§ How to complete this task
All lines containing the string "Customer" must be copied from the entries.

§ Records provided
use crate::catalog::catalog_model::{Customer, Product};
use crate::errors::Result;
use async_trait::async_trait;

/// Read collaborator for catalog reference data.
///
/// Implemented outside the core (REST client, storage adapter). Failures are
/// returned as-is to the caller.
#[async_trait]
pub trait CatalogReaderTrait: Send + Sync {
    async fn list_products(&self) -> Result<Vec<Product>>;
    async fn list_customers(&self) -> Result<Vec<Customer>>;
}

§ Task output
use crate::catalog::catalog_model::{Customer, Product};
    async fn list_customers(&self) -> Result<Vec<Customer>>;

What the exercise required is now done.